## Task requirements
Report each line of the records below that holds the word "reports".

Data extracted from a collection
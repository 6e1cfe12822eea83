//! AWS error classification and handling
//!
//! Provides typed errors for AWS SDK operations using the `.code()` method
//! instead of string matching on Debug format.

use aws_sdk_sts::error::{DisplayErrorContext, ProvideErrorMetadata, SdkError};
use thiserror::Error;

/// AWS error categories for deploy and rollback logic
#[derive(Debug, Error)]
pub enum AwsError {
    /// Resource was not found (already gone during rollback)
    #[error("Resource not found: {message}")]
    NotFound { code: String, message: String },

    /// Resource already exists (name collision on create)
    #[error("Resource already exists: {message}")]
    AlreadyExists { code: String, message: String },

    /// The API refuses the operation on this resource (e.g. a listener's default rule)
    #[error("Operation not permitted: {message}")]
    NotPermitted { message: String },

    /// Rate limit exceeded
    #[error("Rate limit exceeded")]
    Throttled,

    /// The operation did not complete within the configured timeout
    #[error("Request timed out")]
    Timeout,

    /// A successful response lacked a field the caller needs
    #[error("Response did not include {0}")]
    MalformedResponse(&'static str),

    /// A request could not be built from the given values
    #[error("Invalid request: {0}")]
    InvalidRequest(String),

    /// Generic AWS SDK error with code and message
    #[error("AWS error: {message}")]
    Sdk {
        code: Option<String>,
        message: String,
    },
}

impl AwsError {
    /// Check if this is a "not found" error
    pub fn is_not_found(&self) -> bool {
        matches!(self, AwsError::NotFound { .. })
    }

    /// Check if this is an "already exists" error
    pub fn is_already_exists(&self) -> bool {
        matches!(self, AwsError::AlreadyExists { .. })
    }

    /// Check if the API refused the operation outright
    pub fn is_not_permitted(&self) -> bool {
        matches!(self, AwsError::NotPermitted { .. })
    }

    /// The AWS error code, when the service returned one
    pub fn code(&self) -> Option<&str> {
        match self {
            AwsError::NotFound { code, .. } | AwsError::AlreadyExists { code, .. } => Some(code),
            AwsError::NotPermitted { .. } => Some("OperationNotPermitted"),
            AwsError::Sdk { code, .. } => code.as_deref(),
            _ => None,
        }
    }

    /// Get a user-friendly suggestion for resolving this error, if available.
    pub fn suggestion(&self) -> Option<&'static str> {
        match self {
            AwsError::Throttled => suggestion_for_code("Throttling"),
            AwsError::Timeout => {
                Some("Raise REQUEST_TIMEOUT_SECS if the AWS endpoint is slow to respond.")
            }
            _ => self.code().and_then(suggestion_for_code),
        }
    }
}

/// Known AWS error codes for "not found" conditions
const NOT_FOUND_CODES: &[&str] = &[
    // ELBv2
    "TargetGroupNotFound",
    "RuleNotFound",
    "ListenerNotFound",
    "LoadBalancerNotFound",
    // ECS
    "ServiceNotFoundException",
    "ServiceNotActiveException",
    "ClusterNotFoundException",
    // CloudWatch Logs
    "ResourceNotFoundException",
];

/// Known AWS error codes for "already exists" conditions
const ALREADY_EXISTS_CODES: &[&str] = &[
    "DuplicateTargetGroupName",
    "ResourceAlreadyExistsException",
];

/// Known AWS error codes for refused operations
const NOT_PERMITTED_CODES: &[&str] = &["OperationNotPermitted"];

/// Known AWS error codes for throttling/rate limiting
const THROTTLING_CODES: &[&str] = &["Throttling", "ThrottlingException", "RequestLimitExceeded"];

/// Classify an AWS SDK error using the error code.
pub fn classify_aws_error(code: Option<&str>, message: Option<&str>) -> AwsError {
    let message = message.unwrap_or("Unknown error").to_string();

    match code {
        Some(c) if NOT_FOUND_CODES.contains(&c) => AwsError::NotFound {
            code: c.to_string(),
            message,
        },
        Some(c) if ALREADY_EXISTS_CODES.contains(&c) => AwsError::AlreadyExists {
            code: c.to_string(),
            message,
        },
        Some(c) if NOT_PERMITTED_CODES.contains(&c) => AwsError::NotPermitted { message },
        Some(c) if THROTTLING_CODES.contains(&c) => AwsError::Throttled,
        _ => AwsError::Sdk {
            code: code.map(|s| s.to_string()),
            message,
        },
    }
}

/// Classify an SDK operation error from any AWS service client.
///
/// Service errors carry a code and message through `ProvideErrorMetadata`.
/// Errors raised before a response arrives (timeouts, connection failures)
/// have no code and are described with their full source chain.
pub fn classify_sdk_error<E, R>(err: &SdkError<E, R>) -> AwsError
where
    E: ProvideErrorMetadata + std::error::Error + 'static,
    R: std::fmt::Debug,
{
    if matches!(err, SdkError::TimeoutError(_)) {
        return AwsError::Timeout;
    }

    match err.code() {
        Some(code) => {
            let context = DisplayErrorContext(err).to_string();
            classify_aws_error(Some(code), Some(err.message().unwrap_or(&context)))
        }
        None => AwsError::Sdk {
            code: None,
            message: DisplayErrorContext(err).to_string(),
        },
    }
}

/// Error code to user-friendly suggestion mapping
const SUGGESTIONS: &[(&str, &str)] = &[
    (
        "PriorityInUse",
        "Another rule claimed this listener priority; run the deploy again.",
    ),
    (
        "DuplicateTargetGroupName",
        "A target group with this project name exists; roll back the previous deployment first.",
    ),
    (
        "AccessDenied",
        "Check the IAM permissions attached to ACCESS_KEY.",
    ),
    (
        "AccessDeniedException",
        "Check the IAM permissions attached to ACCESS_KEY.",
    ),
    (
        "InvalidClientTokenId",
        "ACCESS_KEY is not a valid access key id.",
    ),
    (
        "UnrecognizedClientException",
        "ACCESS_KEY is not a valid access key id.",
    ),
    (
        "SignatureDoesNotMatch",
        "SECRET_TOKEN does not match ACCESS_KEY.",
    ),
    (
        "ClusterNotFoundException",
        "Check ECS_CLUSTER and AWS_REGION.",
    ),
    (
        "Throttling",
        "AWS API rate limit hit. Wait a moment and run the command again.",
    ),
];

/// Get a user-friendly suggestion for a known error code.
fn suggestion_for_code(code: &str) -> Option<&'static str> {
    SUGGESTIONS
        .iter()
        .find(|(c, _)| *c == code)
        .map(|(_, s)| *s)
}
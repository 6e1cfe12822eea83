//! Listener rule priority allocation

use crate::aws::ElbOperations;
use ecs_deploy_common::ListenerId;
use ecs_deploy_common::defaults::{BASE_RULE_PRIORITY, FALLBACK_RULE_PRIORITY};
use tracing::{info, warn};

/// Next free priority given the priorities already on a listener.
///
/// Only all-digit priorities count; the default rule reports "default" and
/// is ignored. With no numbered rules the result is `BASE_RULE_PRIORITY + 1`.
pub fn next_priority_from<'a>(priorities: impl IntoIterator<Item = &'a str>) -> u32 {
    priorities
        .into_iter()
        .filter(|p| !p.is_empty() && p.bytes().all(|b| b.is_ascii_digit()))
        .filter_map(|p| p.parse::<u32>().ok())
        .max()
        .unwrap_or(BASE_RULE_PRIORITY)
        .saturating_add(1)
}

/// Next free priority on `listener`.
///
/// If the rules cannot be listed this returns `FALLBACK_RULE_PRIORITY`
/// instead of failing; rule creation then reports a collision if that
/// priority is taken.
pub async fn next_priority<E: ElbOperations>(elb: &E, listener: &ListenerId) -> u32 {
    match elb.describe_rules(listener).await {
        Ok(rules) => {
            let priority = next_priority_from(
                rules
                    .iter()
                    .filter(|r| !r.is_default)
                    .map(|r| r.priority.as_str()),
            );
            info!(listener = %listener, priority, "Next rule priority determined");
            priority
        }
        Err(e) => {
            warn!(
                listener = %listener,
                error = %e,
                fallback = FALLBACK_RULE_PRIORITY,
                "Could not list listener rules, using fallback priority"
            );
            FALLBACK_RULE_PRIORITY
        }
    }
}
//! Resource tag keys and values
//!
//! ## Tag Schema
//!
//! | Resource | Tag Key | Value |
//! |----------|---------|-------|
//! | Listener rule | `Name` | Domain name the rule matches |
//! | Task definition | `Role` | `application` |
//! | Task definition | `Project` | Project name |
//! | Task definition | `Environment` | `production` |

/// Tag key naming a listener rule after its domain
pub const TAG_NAME: &str = "Name";

/// Tag key for the workload role
pub const TAG_ROLE: &str = "Role";

/// Tag value for the workload role
pub const TAG_ROLE_VALUE: &str = "application";

/// Tag key for the owning project
pub const TAG_PROJECT: &str = "Project";

/// Tag key for the deployment environment
pub const TAG_ENVIRONMENT: &str = "Environment";

/// Tag value for the deployment environment
pub const TAG_ENVIRONMENT_VALUE: &str = "production";

/// Tags applied to every registered task definition
pub fn task_definition_tags(project: &str) -> Vec<(String, String)> {
    vec![
        (TAG_ROLE.to_string(), TAG_ROLE_VALUE.to_string()),
        (TAG_PROJECT.to_string(), project.to_string()),
        (TAG_ENVIRONMENT.to_string(), TAG_ENVIRONMENT_VALUE.to_string()),
    ]
}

## Final answer
/// Only all-digit priorities count; the default rule reports "default" and
/// instead of failing; rule creation then reports a collision if that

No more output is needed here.